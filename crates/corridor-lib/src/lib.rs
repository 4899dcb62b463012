//! Corridor routing engine.
//!
//! Loads an indoor, two-floor walking graph from a SQLite store, builds the
//! time and distance matrices for an access mode, resolves user text into
//! routing endpoints and computes the fastest route between them together
//! with the polylines to draw on each floor. Front ends (the CLI) should only
//! depend on the items exported here.
//!

#![deny(warnings)]

pub mod db;
pub mod error;
pub mod geometry;
pub mod graph;
pub mod location;
pub mod matrix;
pub mod path;
pub mod polyline;
pub mod routing;
pub mod settings;

pub use db::{load_graph, SqliteStore};
pub use error::{Error, ResolutionError, Result, RouteError};
pub use graph::{
    Edge, EdgeId, EdgeType, Floor, GraphSnapshot, GraphStore, Node, NodeId, Point, Room,
    RoomAttachment,
};
pub use location::{Anchor, Location, LocationKind, LocationResolver};
pub use matrix::{build_matrices, build_matrices_at, Matrix, MatrixBundle, MatrixCache, NodeIndex};
pub use path::{backtrack, dijkstra, path_distance};
pub use polyline::{FloorPolyline, FloorPolylines};
pub use routing::{find_route, select_strategy, Route, RouteStrategy, RoutingPlan};
pub use settings::{AccessMode, CongestionSchedule, RoutingSettings, StoreSettings, VelocityTable};
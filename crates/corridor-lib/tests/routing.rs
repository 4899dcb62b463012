mod common;

use common::{at, bundle, campus, edge, node, resolve, settings, unit_velocities};
use corridor_lib::matrix::build_matrices_at;
use corridor_lib::{
    find_route, select_strategy, AccessMode, GraphSnapshot, Point, Room, RoomAttachment, Route,
    RouteError, RouteStrategy, RoutingPlan, StoreSettings,
};

fn route(graph: &GraphSnapshot, access: AccessMode, from: &str, to: &str) -> Result<Route, RouteError> {
    let bundle = bundle(graph, access);
    let start = resolve(graph, access, from);
    let target = resolve(graph, access, to);
    find_route(graph, &bundle, &start, &target)
}

fn points(coords: &[(f64, f64)]) -> Vec<Point> {
    coords.iter().map(|&(x, y)| Point::new(x, y)).collect()
}

#[test]
fn node_to_node_route_on_one_floor() {
    let graph = campus();
    let route = route(&graph, AccessMode::standard(), "1", "3").unwrap();

    assert_eq!(route.strategy, RouteStrategy::Graph);
    assert_eq!(route.node_path, vec![1, 2, 3]);
    assert_eq!(route.time_seconds, 14.2);
    assert_eq!(route.distance_metres, 20.0);
    assert_eq!(
        route.polylines.ground.points,
        points(&[(0.0, 0.0), (10.0, 0.0), (20.0, 0.0)])
    );
    assert!(route.polylines.first.is_empty());
}

#[test]
fn room_on_node_to_room_on_edge_across_floors() {
    let graph = campus();
    let route = route(&graph, AccessMode::standard(), "Reception", "Chemistry Lab").unwrap();

    assert_eq!(route.node_path, vec![1, 2, 3, 6]);
    assert_eq!(route.time_seconds, 29.2);
    assert_eq!(route.distance_metres, 33.0);
    assert_eq!(route.start.resolved_node, Some(1));
    assert_eq!(route.target.resolved_node, Some(6));

    let ground = &route.polylines.ground;
    assert_eq!(
        ground.points,
        points(&[(0.0, 0.0), (10.0, 0.0), (20.0, 0.0), (20.0, 0.0)])
    );
    assert_eq!(ground.breaks, vec![3]);
    assert!(!ground.draws_segment_after(3));

    let first = &route.polylines.first;
    assert_eq!(
        first.points,
        points(&[(20.0, 0.0), (20.0, 0.0), (25.0, 0.0), (25.0, 2.0)])
    );
    assert!(first.breaks.is_empty());
}

#[test]
fn two_candidate_ends_pick_the_cheapest_pair() {
    let graph = campus();
    let access = AccessMode::standard();
    let start = resolve(&graph, access, "Art Studio");
    let target = resolve(&graph, access, "Chemistry Lab");

    let plan = RoutingPlan::for_locations(&graph, &start, &target).unwrap();
    assert_eq!(plan.start_candidates, vec![1, 2]);
    assert_eq!(plan.target_candidates, vec![6, 8]);

    let route = find_route(&graph, &bundle(&graph, access), &start, &target).unwrap();
    assert_eq!(route.start.resolved_node, Some(2));
    assert_eq!(route.target.resolved_node, Some(6));
    assert_eq!(route.node_path, vec![2, 3, 6]);
    assert_eq!(route.time_seconds, 26.4);
    assert_eq!(route.distance_metres, 29.0);
    assert_eq!(
        route.polylines.ground.points,
        points(&[(4.0, -2.0), (4.0, 0.0), (10.0, 0.0), (20.0, 0.0), (20.0, 0.0)])
    );
    assert_eq!(route.polylines.ground.breaks, vec![4]);
}

/// Triangle 1-2-3 of 10 m corridors with room "M" midway along 1-2, so both
/// ends of its edge are equally far from node 3. Room "N" faces "M" across
/// the corridor and meets it at the same point.
fn symmetric_graph() -> GraphSnapshot {
    GraphSnapshot::new(
        vec![node(1, 0.0, 0.0), node(2, 10.0, 0.0), node(3, 5.0, 8.66)],
        vec![
            edge(1, 1, 2, 10.0, false),
            edge(2, 1, 3, 10.0, false),
            edge(3, 2, 3, 10.0, false),
        ],
        vec![
            Room {
                id: "M".to_string(),
                name: Some("Midway".to_string()),
                attachment: RoomAttachment::Edge {
                    edge: 1,
                    door: Point::new(5.0, -2.0),
                    connector_angle: 90.0,
                },
            },
            Room {
                id: "N".to_string(),
                name: Some("Opposite".to_string()),
                attachment: RoomAttachment::Edge {
                    edge: 1,
                    door: Point::new(5.0, 2.0),
                    connector_angle: 270.0,
                },
            },
        ],
        unit_velocities(),
        StoreSettings::default(),
    )
}

#[test]
fn equal_cost_start_candidates_keep_the_first_listed() {
    let graph = symmetric_graph();
    let access = AccessMode::standard();
    let start = resolve(&graph, access, "M");
    let target = resolve(&graph, access, "3");

    let plan = RoutingPlan::for_locations(&graph, &start, &target).unwrap();
    assert_eq!(plan.start_candidates, vec![1, 2]);

    let route = find_route(&graph, &bundle(&graph, access), &start, &target).unwrap();
    assert_eq!(route.start.resolved_node, Some(plan.start_candidates[0]));
    assert_eq!(route.node_path, vec![1, 3]);
    assert_eq!(route.time_seconds, 15.0);
    assert_eq!(route.distance_metres, 15.0);
}

#[test]
fn equal_cost_target_candidates_keep_the_first_listed() {
    let graph = symmetric_graph();
    let access = AccessMode::standard();
    let start = resolve(&graph, access, "3");
    let target = resolve(&graph, access, "M");

    let plan = RoutingPlan::for_locations(&graph, &start, &target).unwrap();
    assert_eq!(plan.target_candidates, vec![1, 2]);

    let route = find_route(&graph, &bundle(&graph, access), &start, &target).unwrap();
    assert_eq!(route.target.resolved_node, Some(plan.target_candidates[0]));
    assert_eq!(route.node_path, vec![3, 1]);
    assert_eq!(route.time_seconds, 15.0);
}

#[test]
fn facing_rooms_on_one_edge_are_zero_distance_apart() {
    let graph = symmetric_graph();
    let route = route(&graph, AccessMode::standard(), "M", "N").unwrap();

    assert_eq!(route.strategy, RouteStrategy::Direct);
    assert_eq!(route.distance_metres, 0.0);
    assert_eq!(route.time_seconds, 0.0);
    assert_eq!(
        route.polylines.ground.points,
        points(&[(5.0, -2.0), (5.0, 0.0), (5.0, 0.0), (5.0, 2.0)])
    );
}

#[test]
fn directed_edge_rooms_use_a_single_entry_node() {
    let graph = campus();
    let access = AccessMode::standard();
    let physics = resolve(&graph, access, "Physics Lab");
    let chemistry = resolve(&graph, access, "Chemistry Lab");

    let plan = RoutingPlan::for_locations(&graph, &physics, &chemistry).unwrap();
    assert_eq!(plan.start_candidates, vec![8]);
    let plan = RoutingPlan::for_locations(&graph, &chemistry, &physics).unwrap();
    assert_eq!(plan.target_candidates, vec![7]);
}

#[test]
fn rooms_on_the_same_edge_travel_directly() {
    let graph = campus();
    let route = route(&graph, AccessMode::standard(), "Art Studio", "Music Room").unwrap();

    assert_eq!(route.strategy, RouteStrategy::Direct);
    assert!(route.node_path.is_empty());
    assert_eq!(route.distance_metres, 3.0);
    assert_eq!(route.time_seconds, 2.1);
    assert_eq!(
        route.polylines.ground.points,
        points(&[(4.0, -2.0), (4.0, 0.0), (7.0, 0.0), (7.0, 2.0)])
    );

    let back = self::route(&graph, AccessMode::standard(), "Music Room", "Art Studio").unwrap();
    assert_eq!(back.distance_metres, 3.0);
}

#[test]
fn directed_shared_edge_is_direct_only_downstream() {
    let graph = campus();
    let access = AccessMode::standard();

    let downstream = route(&graph, access, "Optics Lab", "Physics Lab").unwrap();
    assert_eq!(downstream.strategy, RouteStrategy::Direct);
    assert_eq!(downstream.distance_metres, 2.8);
    assert_eq!(downstream.time_seconds, 2.0);

    let physics = resolve(&graph, access, "Physics Lab");
    let optics = resolve(&graph, access, "Optics Lab");
    assert_eq!(
        select_strategy(&graph, &physics, &optics).unwrap(),
        RouteStrategy::Graph
    );
    // Upstream on a one-way corridor with the lift excluded.
    assert!(matches!(
        find_route(&graph, &bundle(&graph, access), &physics, &optics),
        Err(RouteError::TargetUnreachable { ref location }) if location == "Optics Lab"
    ));

    let step_free = route(&graph, AccessMode::step_free(), "Physics Lab", "Optics Lab").unwrap();
    assert_eq!(step_free.strategy, RouteStrategy::Direct);
    assert_eq!(step_free.distance_metres, 2.8);
}

#[test]
fn one_way_corridor_is_followed_unless_disabled() {
    let graph = campus();

    let forward = route(&graph, AccessMode::standard(), "Library", "Lift Lobby Ground").unwrap();
    assert_eq!(forward.node_path, vec![5, 4]);
    assert_eq!(forward.time_seconds, 15.4);
    assert_eq!(forward.distance_metres, 20.0);
    assert_eq!(
        forward.polylines.ground.points,
        points(&[(0.0, 12.0), (0.0, 10.0), (20.0, 10.0)])
    );

    let back = route(&graph, AccessMode::standard(), "Lift Lobby Ground", "Library").unwrap();
    assert_eq!(back.node_path, vec![4, 3, 2, 1, 5]);
    assert_eq!(back.time_seconds, 28.4);
    assert_eq!(back.distance_metres, 40.0);
    assert_eq!(
        back.polylines.ground.points,
        points(&[
            (20.0, 10.0),
            (22.0, 7.0),
            (22.0, 3.0),
            (20.0, 0.0),
            (10.0, 0.0),
            (0.0, 0.0),
            (0.0, 10.0),
            (0.0, 12.0),
        ])
    );

    let relaxed = route(&graph, AccessMode::new(false, false), "Lift Lobby Ground", "Library").unwrap();
    assert_eq!(relaxed.node_path, vec![4, 5]);
}

#[test]
fn step_free_route_takes_the_lift() {
    let graph = campus();
    let route = route(&graph, AccessMode::step_free(), "Main Entrance", "Science Corridor").unwrap();

    assert_eq!(route.node_path, vec![1, 2, 3, 4, 7, 8]);
    assert_eq!(route.time_seconds, 39.3);
    assert_eq!(route.distance_metres, 44.0);
    assert_eq!(
        route.polylines.ground.points,
        points(&[
            (0.0, 0.0),
            (10.0, 0.0),
            (20.0, 0.0),
            (22.0, 3.0),
            (22.0, 7.0),
            (20.0, 10.0),
            (20.0, 10.0),
        ])
    );
    assert_eq!(route.polylines.ground.breaks, vec![6]);
    assert_eq!(
        route.polylines.first.points,
        points(&[(20.0, 10.0), (20.0, 10.0), (30.0, 0.0)])
    );
}

#[test]
fn gate_nodes_are_closed_unless_an_endpoint_is_at_the_boundary() {
    let graph = campus();
    let access = AccessMode::standard();

    let to_car_park = route(&graph, access, "1", "Car Park").unwrap();
    assert_eq!(to_car_park.node_path, vec![1, 9, 10]);
    assert_eq!(to_car_park.time_seconds, 21.4);
    assert_eq!(to_car_park.distance_metres, 30.0);

    assert!(matches!(
        route(&graph, access, "Reception", "Bike Shed"),
        Err(RouteError::TargetUnreachable { .. })
    ));
    assert!(matches!(
        route(&graph, access, "Bike Shed", "Reception"),
        Err(RouteError::StartUnreachable { ref location }) if location == "Bike Shed"
    ));
}

#[test]
fn same_start_and_target_is_a_stationary_route() {
    let graph = campus();
    let route = route(&graph, AccessMode::standard(), "G1", "g1").unwrap();

    assert_eq!(route.strategy, RouteStrategy::Stationary);
    assert_eq!(route.time_seconds, 0.0);
    assert_eq!(route.distance_metres, 0.0);
    assert!(route.node_path.is_empty());
    assert!(matches!(
        route.require_movement(),
        Err(RouteError::SameStartAndTarget)
    ));
}

#[test]
fn congestion_slows_the_route() {
    let graph = campus();
    let access = AccessMode::standard();
    let bundle = build_matrices_at(&graph, &settings(access, true), at(10, 31)).unwrap();
    let start = resolve(&graph, access, "1");
    let target = resolve(&graph, access, "3");

    let route = find_route(&graph, &bundle, &start, &target).unwrap();
    assert_eq!(route.time_seconds, 25.0);
    assert_eq!(route.distance_metres, 20.0);
}

#[test]
fn route_serialises_to_json() {
    let graph = campus();
    let route = route(&graph, AccessMode::standard(), "Reception", "Chemistry Lab").unwrap();
    let json = serde_json::to_value(&route).unwrap();

    assert_eq!(json["strategy"], "graph");
    assert_eq!(json["node_path"], serde_json::json!([1, 2, 3, 6]));
    assert_eq!(json["target"]["kind"], "room_on_undirected_edge");
    assert_eq!(json["polylines"]["ground"]["breaks"], serde_json::json!([3]));
}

- [Work request] Work out the number of lines in this listing that include the word "Lobby". Reply with that number only.

- [Solution to this problem] 3